Image-guided radiotherapy (IGRT) is widely used for treatment of head-and-neck cancer (HNC) patients [1, 2]. Put simply, IGRT is a process with two main components: An automatic component, which involves the acquisition and registration of images, and a manual one, that involves experts to review the images and approve the correction vector [3]. In daily practice, radiation therapists who operate the linear accelerator usually perform this expert work.

In the registration process, the acquired cone-beam CT (CBCT) is rigidly registered to the planning-CT to calculate the couch correction vector. The registration result is also called the “pre-match”. The resulting vector and rotations can be used to correct for patient positioning variations by adjusting the treatment couch prior to treatment. Yet, in the presence of anatomical deformations, an optimal alignment of all deformed structures is not possible [4] and therefore the deduction of the best rigid couch correction is ambiguous [5]. Different strategies to cope with this issue were proposed [6, 7], but so far no standard approach exists to cope with this issue in daily practice. Additionally, commercially available tools result in significantly differing correction vectors for the same input data [8]. Thus, carefully reviewing the pre-match is essential in case of the highly flexible head-and-neck site and correcting it in consideration of the anatomical region that should be aligned best.

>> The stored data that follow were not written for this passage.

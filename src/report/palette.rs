//! Report colors and the static per-region / per-grade display tables.

use crate::analysis::{Grade, Region};

/// sRGB color with 0-255 channels.
#[derive(Debug, Clone, Copy, PartialEq, Eq)]
pub struct Rgb8(pub u8, pub u8, pub u8);

impl Rgb8 {
    pub fn to_pdf(self) -> printpdf::Color {
        printpdf::Color::Rgb(printpdf::Rgb::new(
            f32::from(self.0) / 255.0,
            f32::from(self.1) / 255.0,
            f32::from(self.2) / 255.0,
            None,
        ))
    }

    /// Composite `self` at `alpha` over an opaque `background`.
    pub fn over(self, background: Rgb8, alpha: f32) -> Rgb8 {
        let mix = |fg: u8, bg: u8| -> u8 {
            (f32::from(fg) * alpha + f32::from(bg) * (1.0 - alpha)).round() as u8
        };
        Rgb8(
            mix(self.0, background.0),
            mix(self.1, background.1),
            mix(self.2, background.2),
        )
    }
}

pub const BG_MAIN: Rgb8 = Rgb8(0xFD, 0xF8, 0xF6);
pub const WHITE: Rgb8 = Rgb8(0xFF, 0xFF, 0xFF);
pub const ROSE: Rgb8 = Rgb8(0xD4, 0xA5, 0xA5);
pub const ROSE_DARK: Rgb8 = Rgb8(0xC4, 0x8B, 0x8B);
pub const ROSE_LIGHT: Rgb8 = Rgb8(0xF5, 0xE1, 0xDE);
pub const GOLD: Rgb8 = Rgb8(0xC9, 0xA9, 0x62);
pub const TAUPE: Rgb8 = Rgb8(0x9D, 0x8B, 0x7A);
pub const CORAL: Rgb8 = Rgb8(0xE0, 0x7A, 0x5F);
pub const SUCCESS: Rgb8 = Rgb8(0x7F, 0xB6, 0x85);
pub const TEXT_DARK: Rgb8 = Rgb8(0x3D, 0x3D, 0x3D);
pub const TEXT_MEDIUM: Rgb8 = Rgb8(0x6B, 0x6B, 0x6B);
pub const TEXT_LIGHT: Rgb8 = Rgb8(0x9A, 0x9A, 0x9A);
pub const BORDER: Rgb8 = Rgb8(0xE8, 0xE0, 0xDC);

// ═══════════════════════════════════════════════════════════
// Grade display
// ═══════════════════════════════════════════════════════════

/// Display label and color for a grade, independent of the raw letter.
#[derive(Debug, Clone, Copy)]
pub struct GradeStyle {
    pub grade: Grade,
    pub label: &'static str,
    pub color: Rgb8,
}

pub const GRADE_STYLES: [GradeStyle; 6] = [
    GradeStyle { grade: Grade::A, label: "Excelente", color: SUCCESS },
    GradeStyle { grade: Grade::B, label: "Muito Bom", color: SUCCESS },
    GradeStyle { grade: Grade::C, label: "Bom", color: GOLD },
    GradeStyle { grade: Grade::D, label: "Estável", color: TEXT_LIGHT },
    GradeStyle { grade: Grade::E, label: "Atenção", color: CORAL },
    GradeStyle { grade: Grade::F, label: "Verificar", color: CORAL },
];

pub fn grade_style(grade: Grade) -> &'static GradeStyle {
    GRADE_STYLES
        .iter()
        .find(|s| s.grade == grade)
        .unwrap_or(&GRADE_STYLES[3])
}

// ═══════════════════════════════════════════════════════════
// Region cards
// ═══════════════════════════════════════════════════════════

/// Static presentation of one region card.
#[derive(Debug)]
pub struct RegionStyle {
    pub region: Region,
    pub name: &'static str,
    pub subtitle: &'static str,
    pub accent: Rgb8,
    /// Metric keys with their display labels.
    pub metric_labels: &'static [(&'static str, &'static str)],
    /// Canned descriptions used when the result carries none.
    pub phrases: &'static [(Grade, &'static str)],
}

impl RegionStyle {
    pub fn phrase(&self, grade: Grade) -> Option<&'static str> {
        self.phrases
            .iter()
            .find(|(g, _)| *g == grade)
            .map(|(_, phrase)| *phrase)
    }
}

pub static REGION_STYLES: [RegionStyle; 3] = [
    RegionStyle {
        region: Region::Forehead,
        name: "Região Frontal",
        subtitle: "Toxina Botulínica",
        accent: ROSE,
        metric_labels: &[
            ("wrinkle_reduction", "Linhas"),
            ("smoothness_improvement", "Suavização"),
        ],
        phrases: &[
            (Grade::A, "Linhas de expressão visivelmente mais suaves"),
            (Grade::B, "Boa redução nas linhas de expressão"),
            (Grade::C, "Melhoria moderada na região"),
            (Grade::D, "Região em estabilização"),
            (Grade::E, "Região em processo de adaptação"),
        ],
    },
    RegionStyle {
        region: Region::Nose,
        name: "Região Nasal",
        subtitle: "Refinamento",
        accent: GOLD,
        metric_labels: &[("texture_improvement", "Textura")],
        phrases: &[
            (Grade::A, "Textura visivelmente mais refinada"),
            (Grade::B, "Boa melhoria na textura da pele"),
            (Grade::C, "Melhoria moderada na textura"),
            (Grade::D, "Região em estabilização"),
            (Grade::E, "Região em processo de adaptação"),
        ],
    },
    RegionStyle {
        region: Region::UnderEye,
        name: "Área Infraorbital",
        subtitle: "Preenchimento",
        accent: TAUPE,
        metric_labels: &[
            ("brightness_improvement", "Clareamento"),
            ("uniformity_improvement", "Uniformidade"),
            ("texture_improvement", "Textura"),
        ],
        phrases: &[
            (Grade::A, "Área visivelmente mais iluminada e uniforme"),
            (Grade::B, "Boa melhoria na luminosidade e textura"),
            (Grade::C, "Melhoria moderada na região"),
            (Grade::D, "Região em estabilização"),
            (Grade::E, "Verifique a ordem das imagens"),
            (Grade::F, "Consulte seu profissional"),
        ],
    },
];

pub fn region_style(region: Region) -> &'static RegionStyle {
    match region {
        Region::Forehead => &REGION_STYLES[0],
        Region::Nose => &REGION_STYLES[1],
        Region::UnderEye => &REGION_STYLES[2],
    }
}

#[cfg(test)]
mod tests {
    use super::*;

    #[test]
    fn every_grade_has_a_style() {
        for grade in Grade::ALL {
            assert_eq!(grade_style(grade).grade, grade);
        }
        assert_eq!(grade_style(Grade::A).label, "Excelente");
        assert_eq!(grade_style(Grade::E).label, "Atenção");
    }

    #[test]
    fn region_styles_match_their_region() {
        for region in Region::ORDER {
            assert_eq!(region_style(region).region, region);
        }
    }

    #[test]
    fn phrase_tables_differ_per_region() {
        let forehead = region_style(Region::Forehead);
        let under_eye = region_style(Region::UnderEye);
        assert_eq!(forehead.phrase(Grade::F), None);
        assert_eq!(under_eye.phrase(Grade::F), Some("Consulte seu profissional"));
        assert_ne!(forehead.phrase(Grade::A), under_eye.phrase(Grade::A));
    }

    #[test]
    fn alpha_blend_over_background() {
        assert_eq!(ROSE_LIGHT.over(BG_MAIN, 1.0), ROSE_LIGHT);
        assert_eq!(ROSE_LIGHT.over(BG_MAIN, 0.0), BG_MAIN);
        let mid = WHITE.over(Rgb8(0, 0, 0), 0.5);
        assert_eq!(mid, Rgb8(128, 128, 128));
    }
}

Aim of this proof-of-principle study is to present an approach on how to extract the prioritization criteria which experienced radiation therapists apply when correcting the pre-match. These criteria are extracted from the finally accepted alignment. This study additionally proposes a knowledge-based registration approach that automatically generates a pre-match, with the goal of not needing further time-consuming expert correction.

Methods

Patient data

The CBCT scans of 25 HNC patients were analyzed retrospectively. Thirteen patients were treated for hypopharyngeal cancer and twelve patients for oropharyngeal cancer. Each patient received 25–40 kV-CBCT scans (757 in total). Planning-CTs and CBCTs had a resolution of (0.97x0.97x3) mm and (1x1x1) mm, respectively. All patients were treated with IMRT or VMAT (Elekta Synergy, Crawley, UK). A simultaneous integrated boost technique was used with two CTVs delineated. The therapeutic CTV (tCTV) encompassed the (pre-surgical) gross tumor volume. The prophylactic CTV (pCTV) enclosed the upper and lower cervical and supraclavicular lymph nodes. Both CTVs were extended by a CTV-to-PTV-margin of 3 mm to define the corresponding PTVs (tPTV and pPTV). All anonymized patient data – image scans, RT structure sets, and positioning information – were retrieved from the HIRO Research Database [9]. Informed consent was obtained from all patients for use of anonymized data in retrospective studies.

Onsite IGRT workflow

Prior to the first treatment fraction the radiation therapist selects a clipping box on the planning-CT for rigid registration. This box usually remains unchanged during the treatment course and according to the protocol that guides the radiation therapists (RT) includes the volume of interest (VOI) “pPTV” for an optimal bony match computed by the Elekta XVI software package. The match results in a correction vector with six degrees of freedom. Yet, in the absence of a hexapod table, the rotational components are omitted and the fusion of the images is updated. The pre-match is then reviewed by the radiation therapist in all three planes and manually corrected if considered necessary. As only bony pre-match was established in the present protocol, typically nearly all fractions require expert corrections.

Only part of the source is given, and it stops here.